My first position in school after a terminal exam was eleventh out of a class of about thirty pupils. My dad was so pleased that he went to the slaughter and bought meat which was used to prepare pepper soup, specifically for me. Despite my dad's satisfaction, it was not the best I could do. I had the potential to be among the best three in the class. Had I known how to read at the time, I will have been there at the top.

Our class was a class of mixed age brackets. There were pupils of the right age for that class at the time but there were also others who tried life without education and decided against it after seeing how unpleasant life without education could be. Those were the members of the class who could do some form of reading. They were the ones at the top of the examination charts. It was after three years that life outside of school thought me how to read. By then half of the six years of primary school duration was already spent. I was ten and have started following my mum to the choir where I learnt the sound of letters from the music octave of d: r: m: f: s: l: t: d.

The school curriculum was not designed to teach the sounds of letters and how to combine these sounds to form words. Immediately, I started reading and used that advantage to rise to the top of the examination charts where I rightly belong by virtue of my inborn ability.

With time, I have also come to realize that there is no place for poetry in the curriculum. My experience with poetry after coming to know about it, also by accident, is that it stirs your creative spirit thereby making you very resourceful.

That was the legacy of British colonial powers. I have often heard that the colonial powers gave us just enough education to enable us work as clerks in the colonial administrative offices. In view of what I have seen however, I conclude that the situation was worst than that. I don't think that a clerk could be of any use if he cannot read.



The nascence and proliferation of private schools in the last twenty years turned out to be the blessing that provided an option to many parents. The private schools have the nursery where a child is taught the alphabets and their sounds and how to combine them to form words. By the time a child leaves the nursery after three years, he has already known how to read.
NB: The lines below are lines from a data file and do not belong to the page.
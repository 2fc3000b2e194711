//! The `[Content_Types].xml` registry.
//!
//! Defaults map a file extension to a content type; overrides map one exact
//! part name. Both lists keep their document order and are keyed
//! case-insensitively, as OPC part names are.

use crate::common::xml::{XmlDocument, XmlError, escape_attr};
use crate::ooxml::opc::constants::namespace;

/// Declared content types of one package.
#[derive(Debug, Clone, Default, PartialEq, Eq)]
pub struct ContentTypes {
    /// Default entries as (extension, content type)
    defaults: Vec<(String, String)>,

    /// Override entries as (part name, content type)
    overrides: Vec<(String, String)>,
}

impl ContentTypes {
    pub fn new() -> Self {
        Self::default()
    }

    pub fn from_xml(bytes: &[u8]) -> Result<Self, XmlError> {
        let doc = XmlDocument::parse(bytes)?;
        let mut types = Self::new();
        for el in doc.root().elements() {
            let content_type = el.attr("ContentType").unwrap_or_default();
            match el.local_name() {
                "Default" => {
                    if let Some(ext) = el.attr("Extension") {
                        types.defaults.push((ext, content_type));
                    }
                },
                "Override" => {
                    if let Some(partname) = el.attr("PartName") {
                        types.overrides.push((partname, content_type));
                    }
                },
                _ => {},
            }
        }
        Ok(types)
    }

    /// Declare a Default for `ext` unless one exists. Returns whether an entry was added.
    pub fn register_extension(&mut self, ext: &str, content_type: &str) -> bool {
        if self.default_for(ext).is_some() {
            return false;
        }
        self.defaults.push((ext.to_string(), content_type.to_string()));
        true
    }

    /// Declare an Override for `partname` unless one exists. Returns whether an entry was added.
    pub fn register_override(&mut self, partname: &str, content_type: &str) -> bool {
        if self.override_for(partname).is_some() {
            return false;
        }
        self.overrides
            .push((partname.to_string(), content_type.to_string()));
        true
    }

    pub fn remove_override(&mut self, partname: &str) -> Option<String> {
        let pos = self
            .overrides
            .iter()
            .position(|(name, _)| name.eq_ignore_ascii_case(partname))?;
        Some(self.overrides.remove(pos).1)
    }

    pub fn default_for(&self, ext: &str) -> Option<&str> {
        self.defaults
            .iter()
            .find(|(e, _)| e.eq_ignore_ascii_case(ext))
            .map(|(_, ct)| ct.as_str())
    }

    pub fn override_for(&self, partname: &str) -> Option<&str> {
        self.overrides
            .iter()
            .find(|(name, _)| name.eq_ignore_ascii_case(partname))
            .map(|(_, ct)| ct.as_str())
    }

    /// Effective content type of a part: its override, else the default for its extension.
    pub fn content_type_of(&self, partname: &str) -> Option<&str> {
        self.override_for(partname).or_else(|| {
            let filename = partname.rsplit('/').next().unwrap_or(partname);
            let ext = filename.rsplit_once('.').map(|(_, ext)| ext)?;
            self.default_for(ext)
        })
    }

    pub fn defaults(&self) -> impl Iterator<Item = (&str, &str)> {
        self.defaults.iter().map(|(e, ct)| (e.as_str(), ct.as_str()))
    }

    pub fn overrides(&self) -> impl Iterator<Item = (&str, &str)> {
        self.overrides
            .iter()
            .map(|(name, ct)| (name.as_str(), ct.as_str()))
    }

    /// Generate the XML for [Content_Types].xml.
    pub fn to_xml(&self) -> String {
        let mut xml =
            String::with_capacity(128 + (self.defaults.len() + self.overrides.len()) * 120);
        xml.push_str(r#"<?xml version="1.0" encoding="UTF-8" standalone="yes"?>"#);
        xml.push_str("\r\n");
        xml.push_str(&format!(r#"<Types xmlns="{}">"#, namespace::OPC_CONTENT_TYPES));
        for (ext, content_type) in &self.defaults {
            xml.push_str(&format!(
                r#"<Default Extension="{}" ContentType="{}"/>"#,
                escape_attr(ext),
                escape_attr(content_type)
            ));
        }
        for (partname, content_type) in &self.overrides {
            xml.push_str(&format!(
                r#"<Override PartName="{}" ContentType="{}"/>"#,
                escape_attr(partname),
                escape_attr(content_type)
            ));
        }
        xml.push_str("</Types>");
        xml
    }
}
/// The package session: one archive plus the parsed state edited against it.
///
/// A [`Package`] owns its [`ArchiveStore`] together with a cache of parsed part
/// trees, relationship tables and the content-type registry. Everything is
/// loaded on first use and persisted by an explicit commit, so a later `load`
/// of the same part always observes earlier edits. Nothing here is shared
/// between sessions; `&mut self` on every mutating call keeps edits to one
/// package in issue order.
use crate::common::xml::{XmlDocument, XmlElement};
use crate::ooxml::opc::content_types::ContentTypes;
use crate::ooxml::opc::error::{OpcError, Result};
use crate::ooxml::opc::packuri::{CONTENT_TYPES_URI, PackURI};
use crate::ooxml::opc::phys_pkg::{ArchiveStore, ZipStore};
use crate::ooxml::opc::rel::{NewRelationship, RelSelector, Relationships, Target, next_number};
use bytes::Bytes;
use log::debug;
use std::collections::HashMap;
use std::path::Path;

pub struct Package<S: ArchiveStore = ZipStore> {
    store: S,

    /// Parsed markup parts, keyed by part name
    trees: HashMap<PackURI, XmlDocument>,

    /// Relationship tables, keyed by the part that owns them
    rels: HashMap<PackURI, Relationships>,

    content_types: Option<ContentTypes>,

    /// Lowest id handed out by relationship allocation
    min_relationship_id: u32,
}

impl Package<ZipStore> {
    /// Open an OPC package from a file path.
    pub async fn open<P: AsRef<Path>>(path: P) -> Result<Self> {
        Ok(Self::new(ZipStore::open(path).await?))
    }

    /// Open an OPC package held in memory.
    pub fn from_bytes(data: &[u8]) -> Result<Self> {
        Ok(Self::new(ZipStore::from_bytes(data)?))
    }
}
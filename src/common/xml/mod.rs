//! Markup handling shared by the package and presentation layers.
//!
//! - [`escape`]: entity escaping for attribute values and character data
//! - [`tree`]: the owned document tree parts are edited through
//! - [`query`]: attribute-driven lookups over a tree

pub mod escape;
pub mod query;
pub mod tree;

pub use escape::{escape_attr, escape_text, unescape};
pub use tree::{Declaration, ElementPath, XmlDocument, XmlElement, XmlNode};

use thiserror::Error;

/// Errors raised while parsing a part into a tree.
#[derive(Error, Debug)]
pub enum XmlError {
    #[error("XML syntax error at byte {position}: {message}")]
    Syntax { position: u64, message: String },

    #[error("Malformed attribute: {0}")]
    Attribute(String),

    #[error("Document has no root element")]
    NoRoot,

    #[error("Invalid UTF-8: {0}")]
    Utf8(#[from] std::str::Utf8Error),
}
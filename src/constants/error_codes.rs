//! Error code constants for API responses.
//!
//! These codes provide a machine-readable identifier for each error type,
//! making it easier for API clients to handle errors programmatically.

pub const CODE_BAD_REQUEST: &str = "BAD_REQUEST";
pub const CODE_NOT_FOUND: &str = "NOT_FOUND";
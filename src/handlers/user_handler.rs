//! User handlers for lookups and profile updates.

use actix_web::{web, HttpResponse};
use log::{debug, info};

use crate::models::ProfileUpdate;
use crate::services::UserService;

/// List all users
#[utoipa::path(
    get,
    path = "/users",
    tag = "Users",
    responses(
        (status = 200, description = "The two demo users", body = [crate::models::UserSummary])
    )
)]
pub async fn get_users(user_service: web::Data<UserService>) -> HttpResponse {
    HttpResponse::Ok().json(user_service.find_all())
}

/// Get a specific user by ID
///
/// The id is not checked against any store; every id returns the demo record.
#[utoipa::path(
    get,
    path = "/users/{id}",
    tag = "Users",
    params(
        ("id" = String, Path, description = "User ID, echoed unchanged")
    ),
    responses(
        (status = 200, description = "User found", body = crate::models::UserRecord)
    )
)]
pub async fn get_user(
    user_service: web::Data<UserService>,
    path: web::Path<String>,
) -> HttpResponse {
    let user_id = path.into_inner();
    debug!("Fetching user with id: {}", user_id);

    HttpResponse::Ok().json(user_service.find_one(&user_id))
}

/// Update the caller's profile
///
/// The target user comes from the body's `userId` (default `"1"`), which is
/// trusted as sent and echoed back with the rest of the body.
#[utoipa::path(
    put,
    path = "/users/profile/update",
    tag = "Users",
    request_body = ProfileUpdate,
    responses(
        (status = 200, description = "Submitted fields echoed with id and updated flag", body = crate::models::ProfileUpdateResponse),
        (status = 400, description = "Body is not a JSON object", body = crate::models::ErrorResponse)
    )
)]
pub async fn update_profile(
    user_service: web::Data<UserService>,
    body: web::Json<ProfileUpdate>,
) -> HttpResponse {
    let body = body.into_inner();
    let user_id = body.user_id();

    let response = user_service.update_profile(&user_id, body);

    info!("Profile update accepted for user {}", user_id);
    HttpResponse::Ok().json(response)
}

#[cfg(test)]
mod tests {
    use actix_web::http::StatusCode;
    use actix_web::{test, web, App};
    use serde_json::{json, Value};

    use crate::routes::configure_routes;
    use crate::services::UserService;

    macro_rules! user_app {
        () => {
            test::init_service(
                App::new()
                    .app_data(web::Data::new(UserService::new()))
                    .configure(configure_routes),
            )
            .await
        };
    }

    #[actix_web::test]
    async fn test_get_user_echoes_id() {
        let app = user_app!();
        let req = test::TestRequest::get().uri("/users/abc-123").to_request();

        let body: Value = test::call_and_read_body_json(&app, req).await;

        assert_eq!(
            body,
            json!({"id": "abc-123", "name": "John Doe", "email": "john@example.com"})
        );
    }

    #[actix_web::test]
    async fn test_get_users_returns_two_in_order() {
        let app = user_app!();

        for _ in 0..2 {
            let req = test::TestRequest::get().uri("/users").to_request();
            let body: Value = test::call_and_read_body_json(&app, req).await;

            assert_eq!(
                body,
                json!([
                    {"id": 1, "name": "John Doe"},
                    {"id": 2, "name": "Jane Doe"}
                ])
            );
        }
    }

    #[actix_web::test]
    async fn test_update_profile_uses_body_user_id() {
        let app = user_app!();
        let req = test::TestRequest::put()
            .uri("/users/profile/update")
            .set_json(json!({"userId": "7", "city": "NYC"}))
            .to_request();

        let body: Value = test::call_and_read_body_json(&app, req).await;

        assert_eq!(
            body,
            json!({"userId": "7", "city": "NYC", "id": "7", "updated": true})
        );
    }

    #[actix_web::test]
    async fn test_update_profile_defaults_user_id() {
        let app = user_app!();
        let req = test::TestRequest::put()
            .uri("/users/profile/update")
            .set_json(json!({"name": "X"}))
            .to_request();

        let body: Value = test::call_and_read_body_json(&app, req).await;

        assert_eq!(body, json!({"name": "X", "id": "1", "updated": true}));
    }

    #[actix_web::test]
    async fn test_wrong_method_is_json_not_found() {
        let app = user_app!();

        for req in [
            test::TestRequest::get()
                .uri("/users/profile/update")
                .to_request(),
            test::TestRequest::post().uri("/users/3").to_request(),
        ] {
            let resp = test::call_service(&app, req).await;
            assert_eq!(resp.status(), StatusCode::NOT_FOUND);

            let body: Value = test::read_body_json(resp).await;
            assert_eq!(body["code"], "NOT_FOUND");
        }
    }

    #[actix_web::test]
    async fn test_update_profile_null_user_id_defaults() {
        let app = user_app!();
        let req = test::TestRequest::put()
            .uri("/users/profile/update")
            .set_json(json!({"userId": null, "a": 1}))
            .to_request();

        let body: Value = test::call_and_read_body_json(&app, req).await;

        assert_eq!(
            body,
            json!({"a": 1, "userId": null, "id": "1", "updated": true})
        );
    }

    #[actix_web::test]
    async fn test_update_profile_rejects_array_body() {
        let app = user_app!();
        let req = test::TestRequest::put()
            .uri("/users/profile/update")
            .set_json(json!([1, 2, 3]))
            .to_request();

        let resp = test::call_service(&app, req).await;
        assert_eq!(resp.status(), StatusCode::BAD_REQUEST);
    }
}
Reading makes sense to him and is thus able to take full advantage of the six years of primary education and the levels after that.

The next big predicament of public education is the conservatism of our administrators. Despite the big difference that is demonstrated by private schools, they have failed to understand that there is the need to modify the curriculum to enable it give result. They complicate matters by strangling the system and refusing to allow people with an agenda of change to find their way into system. When such people manage to find their way in, their suggestions are viewed as something that can bring about total brake down. The schools they administer are deprived of anything form of motivation that can improve learning, be they books, quality teachers, or decent classes. These are the people for whom billions are appropriated yearly in terms of salaries without anything to show for it.

Additional problems are political. Most governments often see the leadership of ministries as positions that should be given to political friends as a reward for their contribution to the victory of the government at the polls. No regard is given to the training of the appointee, whether he is an educationist or not.

Since a large number of Nigerian children particularly in the rural areas attend public schools, it could be said that the future of the Nigerian nation depends to a large extent, on the state of public schools. This is the reason why the government must take seriously the state of public education in the country. There is the need to improve the curriculum to include the crucial areas mentioned in the preceding paragraphs, train staff to teach them and provide the resources needed to support the sector for optimal results.

2 comments:

  1. You presented your ideas and thoughts really well on the paper.  Private tutor Sunny Isles You most absolutely have built this blog website into something special.

    ReplyDelete

A Plateau Author Who Lives in Obscurity

Changchit Wuyep, Plateau Author Changchit Wuyep is an author with three published books to her credit. Her books include Offspring in Peril ...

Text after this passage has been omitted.